I have a Pfsense router that has around 2000 openvpn clients that connect to it. I am using freeradius for authentication, setup with mysql. All the clients are configured to retry on failure to connect.

Whenever the router is rebooted no openvpn clients are able to log-on, and the web interface crashes. The following error shows in the system.log.

Oct 16 01:45:39 pfSense check_reload_status[409]: Could not connect to /var/run/php-fpm.socket
Oct 16 01:45:40 pfSense kernel: sonewconn: pcb 0xfffff80047bcd100: Listen queue overflow: 193 already in queue awaiting acceptance (1120 occurrences)

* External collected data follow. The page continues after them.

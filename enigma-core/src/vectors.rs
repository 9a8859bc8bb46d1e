//! Deterministic golden vector generator (test use only).
//!
//! Each case is a [`MachineSettings`] plus plaintext; the ciphertext is
//! whatever a freshly built machine produces. The committed file
//! `vectors/machine.vectors.json` at the workspace root is the reference.
//! `tests/vector_equivalence.rs` regenerates and compares, so any change
//! to stepping or the signal path shows up as drift.

use serde::{Deserialize, Serialize};

use crate::catalog::{ReflectorModel, RotorModel};
use crate::errors::EnigmaError;
use crate::settings::MachineSettings;

/// Top-level vector file.
#[derive(Debug, Clone, PartialEq, Eq, Serialize, Deserialize)]
pub struct MachineVectors {
    pub description: String,
    pub version: u32,
    pub cases: Vec<MachineVector>,
}

/// One named configuration and its expected output.
#[derive(Debug, Clone, PartialEq, Eq, Serialize, Deserialize)]
pub struct MachineVector {
    pub name: String,
    #[serde(flatten)]
    pub settings: MachineSettings,
    pub plaintext: String,
    pub ciphertext: String,
}

const DESCRIPTION: &str =
    "Enigma I golden vectors. Ciphertext is produced from a fresh machine built from the listed settings.";

fn settings(
    rotors: [RotorModel; 3],
    ring_settings: [char; 3],
    positions: [char; 3],
    reflector: ReflectorModel,
    plugboard: &str,
) -> MachineSettings {
    MachineSettings {
        rotors,
        ring_settings,
        positions,
        reflector,
        plugboard: plugboard.to_string(),
    }
}

/// The fixed case list: name, settings, plaintext.
fn cases() -> Vec<(&'static str, MachineSettings, String)> {
    use crate::catalog::ReflectorModel::{B, C};
    use crate::catalog::RotorModel::{I, II, III, IV, V};

    vec![
        (
            "default_settings_repeated_letter",
            settings([I, II, III], ['A', 'A', 'A'], ['A', 'A', 'A'], B, ""),
            "AAAAA".to_string(),
        ),
        (
            "middle_rotor_carry",
            settings([I, II, III], ['A', 'A', 'A'], ['A', 'A', 'U'], B, ""),
            "AAA".to_string(),
        ),
        (
            "double_step",
            settings([I, II, III], ['A', 'A', 'A'], ['B', 'D', 'U'], B, ""),
            "AAA".to_string(),
        ),
        (
            "full_configuration",
            settings([III, IV, I], ['L', 'E', 'T'], ['F', 'R', 'H'], B, "EM UG HT YI RF AJ"),
            "HELLOWORLD".to_string(),
        ),
        (
            "reflector_c_ten_cables",
            settings(
                [IV, V, II],
                ['B', 'U', 'L'],
                ['C', 'A', 'T'],
                C,
                "QW ER TY UI OP AS DF GH JK LZ",
            ),
            "THEQUICKBROWNFOXJUMPSOVERTHELAZYDOG".to_string(),
        ),
        (
            "rotor_v_wraparound",
            settings([II, IV, V], ['Z', 'Z', 'Z'], ['Q', 'J', 'Z'], B, "AZ"),
            "ENIGMAREVEALSNOTHING".to_string(),
        ),
        (
            "long_run_225",
            settings([I, II, III], ['A', 'A', 'A'], ['A', 'A', 'A'], B, ""),
            "A".repeat(225),
        ),
        (
            "long_run_855",
            settings([I, II, III], ['A', 'A', 'A'], ['A', 'A', 'A'], B, ""),
            "A".repeat(855),
        ),
    ]
}

/// Build every case on a fresh machine.
///
/// # Errors
/// Propagates any [`EnigmaError`] from building a case's machine.
pub fn generate_machine_vectors() -> Result<MachineVectors, EnigmaError> {
    let cases = cases()
        .into_iter()
        .map(|(name, settings, plaintext)| {
            let ciphertext = settings.build()?.encipher(&plaintext);
            Ok(MachineVector {
                name: name.to_string(),
                settings,
                plaintext,
                ciphertext,
            })
        })
        .collect::<Result<Vec<_>, EnigmaError>>()?;

    Ok(MachineVectors {
        description: DESCRIPTION.to_string(),
        version: 1,
        cases,
    })
}

/// Generate the vector file as pretty-printed JSON.
///
/// # Panics
/// If a built-in case fails to build. The case list is fixed, so this
/// only fires when the catalog or validation itself regresses.
pub fn generate_machine_vectors_json() -> String {
    let vectors = generate_machine_vectors().expect("built-in vector cases must build");
    serde_json::to_string_pretty(&vectors).expect("vectors serialize")
}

If I unplug the WAN, and or put a firewall rule in to block the openvpn connection on the WAN interface, and then reboot, wait about 5 minutes and then reenable, everything works as expected until the next reboot.

While the router is in the mode of not working this error appears in the system.log over and over again:

Oct 16 01:43:55 pfSense openvpn[128]: /openvpn.auth-user.php: Error during RADIUS authentication : No valid RADIUS responses received

My theory is that freeradius is started fairly late in the bootup process. And since I have so many clients attempting to connect, each connection attempt ties up php-fpm for some time while waiting for a freeradius response.

Does anyone have any idea has to fix this....or troubleshoot it further?